Heart Attacks And Strokes: A Sensible Approach To Prevention

Heart disease is so common that it’s the cause of one out of every four deaths in the United States – and that’s regardless of age. It is true, however, that the probability of complications by heart disease increase as we age.

We can and must do more to prevent heart attacks and strokes in seniors, and it starts with a preventative approach. It’s not an easy approach because neither our caregivers nor the seniors they look after are cardiologists. Even so, there are some best practices.

CACS Scan

Would you invest about $80 to find out if your heart’s arteries are getting blocked? That’s the average cost of a coronary artery calcium scan (CACS). Without this preventative scan, you may have no warning about blockage – and it’s a leading cause of fatalities.

The CACS scan is widely available, uses no dye, takes only about a minute, and is more accurate than a stress test.

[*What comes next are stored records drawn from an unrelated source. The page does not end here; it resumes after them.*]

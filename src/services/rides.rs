// SPDX-License-Identifier: MIT
// Copyright 2026 Roland Dreier <roland@rolandd.dev>

//! Ride source consumed by the aggregation engine.
//!
//! The engine only needs to enumerate the rides of every open athlete;
//! `RideLibrary` is an in-memory implementation that can be seeded from a
//! JSON file.

use serde::Deserialize;
use std::collections::BTreeMap;
use std::fs;
use std::path::Path;
use std::sync::{Arc, RwLock};

use crate::models::{KnownTags, RideRecord};
use crate::sync;

/// Read access to the rides of all open athlete profiles.
pub trait RideSource: Send + Sync {
    /// Display names of the athletes currently open.
    fn athletes(&self) -> Vec<String>;

    /// Every ride of one athlete, planned rides included.
    fn rides_for(&self, athlete: &str) -> Vec<Arc<RideRecord>>;

    /// Every tag used on any ride, for validating window and filter tags.
    fn known_tags(&self) -> KnownTags {
        let mut known = KnownTags::default();
        for athlete in self.athletes() {
            for ride in self.rides_for(&athlete) {
                known.insert_csv(&ride.equipment_tags);
            }
        }
        known
    }
}

/// Flatten the non-planned rides of every open athlete into one list.
pub fn collect_rides(source: &dyn RideSource) -> Vec<Arc<RideRecord>> {
    source
        .athletes()
        .iter()
        .flat_map(|athlete| source.rides_for(athlete))
        .filter(|ride| !ride.planned)
        .collect()
}

/// On-disk layout of a ride file: athlete name to ride list.
#[derive(Debug, Deserialize)]
struct RideFile {
    athletes: BTreeMap<String, Vec<RideRecord>>,
}

/// In-memory ride cache keyed by athlete.
#[derive(Default)]
pub struct RideLibrary {
    athletes: RwLock<BTreeMap<String, Vec<Arc<RideRecord>>>>,
}

impl RideLibrary {
    pub fn new() -> Self {
        Self::default()
    }

    /// Load rides from a JSON file.
    pub fn load_from_file<P: AsRef<Path>>(path: P) -> Result<Self, RideLibraryError> {
        let json_data = fs::read_to_string(path.as_ref())
            .map_err(|e| RideLibraryError::IoError(e.to_string()))?;
        Self::load_from_json(&json_data)
    }

    /// Load rides from a JSON string.
    ///
    /// Each ride's athlete name is taken from the profile it is listed under.
    pub fn load_from_json(json_data: &str) -> Result<Self, RideLibraryError> {
        let file: RideFile = serde_json::from_str(json_data)
            .map_err(|e| RideLibraryError::ParseError(e.to_string()))?;

        let library = Self::new();
        for (athlete, rides) in file.athletes {
            library.open_athlete(&athlete);
            for mut ride in rides {
                ride.athlete = athlete.clone();
                library.add_ride(ride);
            }
        }

        tracing::info!(
            athletes = library.athletes().len(),
            rides = library.ride_count(),
            "Loaded rides"
        );
        Ok(library)
    }

    pub fn open_athlete(&self, athlete: &str) {
        sync::write(&self.athletes)
            .entry(athlete.to_string())
            .or_default();
    }

    /// Close a profile; its rides stop counting towards equipment usage.
    pub fn close_athlete(&self, athlete: &str) -> bool {
        sync::write(&self.athletes).remove(athlete).is_some()
    }

    /// Add a ride to its athlete's profile, opening the profile if needed.
    pub fn add_ride(&self, ride: RideRecord) -> Arc<RideRecord> {
        let ride = Arc::new(ride);
        sync::write(&self.athletes)
            .entry(ride.athlete.clone())
            .or_default()
            .push(Arc::clone(&ride));
        ride
    }

    /// Remove the rides of `athlete` matching `predicate`. Returns how many.
    pub fn remove_rides(&self, athlete: &str, predicate: impl Fn(&RideRecord) -> bool) -> usize {
        let mut athletes = sync::write(&self.athletes);
        let Some(rides) = athletes.get_mut(athlete) else {
            return 0;
        };
        let before = rides.len();
        rides.retain(|r| !predicate(r));
        before - rides.len()
    }

    /// Swap the first ride of `ride.athlete` matching `predicate` for `ride`.
    /// Returns false, leaving the library unchanged, if none matches.
    pub fn replace_ride(&self, ride: RideRecord, predicate: impl Fn(&RideRecord) -> bool) -> bool {
        let mut athletes = sync::write(&self.athletes);
        let Some(slot) = athletes
            .get_mut(&ride.athlete)
            .and_then(|rides| rides.iter_mut().find(|r| predicate(r)))
        else {
            return false;
        };
        *slot = Arc::new(ride);
        true
    }

    pub fn ride_count(&self) -> usize {
        sync::read(&self.athletes).values().map(Vec::len).sum()
    }
}

impl RideSource for RideLibrary {
    fn athletes(&self) -> Vec<String> {
        sync::read(&self.athletes).keys().cloned().collect()
    }

    fn rides_for(&self, athlete: &str) -> Vec<Arc<RideRecord>> {
        sync::read(&self.athletes)
            .get(athlete)
            .cloned()
            .unwrap_or_default()
    }
}

/// Errors from ride loading.
#[derive(Debug, thiserror::Error)]
pub enum RideLibraryError {
    #[error("Failed to read file: {0}")]
    IoError(String),

    #[error("Failed to parse rides: {0}")]
    ParseError(String),
}
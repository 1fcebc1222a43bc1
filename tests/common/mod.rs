// SPDX-License-Identifier: MIT
// Copyright 2026 Roland Dreier <roland@rolandd.dev>

use chrono::NaiveDate;
use equipment_tracker::config::Config;
use equipment_tracker::models::{
    EquipmentKind, EquipmentRecord, ItemConfig, RideRecord, SummaryConfig, TileLabels,
    UsageWindow,
};
use equipment_tracker::services::{EquipmentRegistry, RideLibrary};
use equipment_tracker::EquipmentContext;
use std::path::Path;
use std::sync::Arc;
use std::time::Duration;
use uuid::Uuid;

/// Generous upper bound for a pass over test-sized inputs.
#[allow(dead_code)]
pub const PASS_TIMEOUT: Duration = Duration::from_secs(10);

#[allow(dead_code)]
pub fn date(y: i32, m: u32, d: u32) -> NaiveDate {
    NaiveDate::from_ymd_opt(y, m, d).expect("valid test date")
}

/// A completed ride on `day` with elevation of ten metres per kilometre.
#[allow(dead_code)]
pub fn ride(athlete: &str, tags: &str, day: NaiveDate, distance_km: f64) -> RideRecord {
    RideRecord {
        start_date: day,
        distance_km,
        elevation_gain_m: distance_km * 10.0,
        time_ridden_secs: 3600,
        equipment_tags: tags.to_string(),
        athlete: athlete.to_string(),
        planned: false,
    }
}

/// Shared ride handles, as the engine receives them.
#[allow(dead_code)]
pub fn shared(rides: Vec<RideRecord>) -> Vec<Arc<RideRecord>> {
    rides.into_iter().map(Arc::new).collect()
}

/// A standalone item with one window per tag.
#[allow(dead_code)]
pub fn item_with_windows(windows: Vec<UsageWindow>, manual_distance: f64) -> Arc<EquipmentRecord> {
    let record = EquipmentRecord::new(Uuid::new_v4(), EquipmentKind::Item, TileLabels::new("Gear", "Bike"));
    if let Some(item) = record.as_item() {
        item.update(|c: &mut ItemConfig| {
            c.windows = windows;
            c.manual_distance = manual_distance;
        });
    }
    Arc::new(record)
}

#[allow(dead_code)]
pub fn summary(tag: &str, show_per_athlete: bool) -> Arc<EquipmentRecord> {
    let record = EquipmentRecord::new(Uuid::new_v4(), EquipmentKind::Summary, TileLabels::new("Gear", "Summary"));
    if let Some(summary) = record.as_summary() {
        summary.update(|c| *c = SummaryConfig::new(tag, show_per_athlete));
    }
    Arc::new(record)
}

/// Registry-owned item bound to a fresh reference.
#[allow(dead_code)]
pub fn registry_item(registry: &EquipmentRegistry, tag: &str) -> Arc<EquipmentRecord> {
    let record = registry.create(Uuid::new_v4(), EquipmentKind::Item, TileLabels::new("Gear", tag));
    if let Some(item) = record.as_item() {
        item.update(|c| c.windows.push(UsageWindow::new(tag)));
    }
    record
}

/// A session context over an in-memory ride library and a store at `data_path`.
#[allow(dead_code)]
pub fn test_context(data_path: &Path, rides: Vec<RideRecord>) -> (EquipmentContext, Arc<RideLibrary>) {
    let library = Arc::new(RideLibrary::new());
    for ride in rides {
        library.add_ride(ride);
    }
    let config = Config {
        data_path: data_path.to_path_buf(),
        calc_threads: Some(2),
        shutdown_timeout: PASS_TIMEOUT,
        ..Config::default()
    };
    let ctx = EquipmentContext::new(config, library.clone());
    (ctx, library)
}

Seniors Should Skip the Urgent Care Clinics

Older adults experiencing chest pain, pressure, or tightness and squeezing sensation should be taken directly to an emergency room, and not an urgent care clinic. This does not mean the care available at urgent care clinics are lower in quality – but these organizations are less likely to do more than a basic evaluation.

Someone who goes to an emergency room will undergo a thorough evaluation that’ll include multiple cardiac enzyme and ECG tests, as well as a definitive test before discharge. These “before and after” tests ensure that additional medical care and follow-ups are done.

Ask About These Advanced Lab Tests

If they’re covered by medical insurance, these advanced tests can help answer many questions raised by a cardiac episode in seniors.

  1. Advanced Lipid Profile: This advanced test measures LDL particle number and size, which are more predictive of future heart and stroke events.
  2. Homocysteine: This substance found in our bodies is important for artery and brain health. If levels are elevated, it can be treated to return them to normal.
  3. Lipoprotein A: It’s rarely used, but hundreds of research studies indicate that if it’s high, the risk of heart attack and stroke dramatically increase.
  4. TMAO: A new marker of heart and kidney health that’s been shown to cause heart and kidney damage and is associated with worsened prognosis

There’s much to be said for taking an “as long as we’re here” approach to medical attention. The more you know about potential cardiac problems, that more you can help to find treatment and solutions.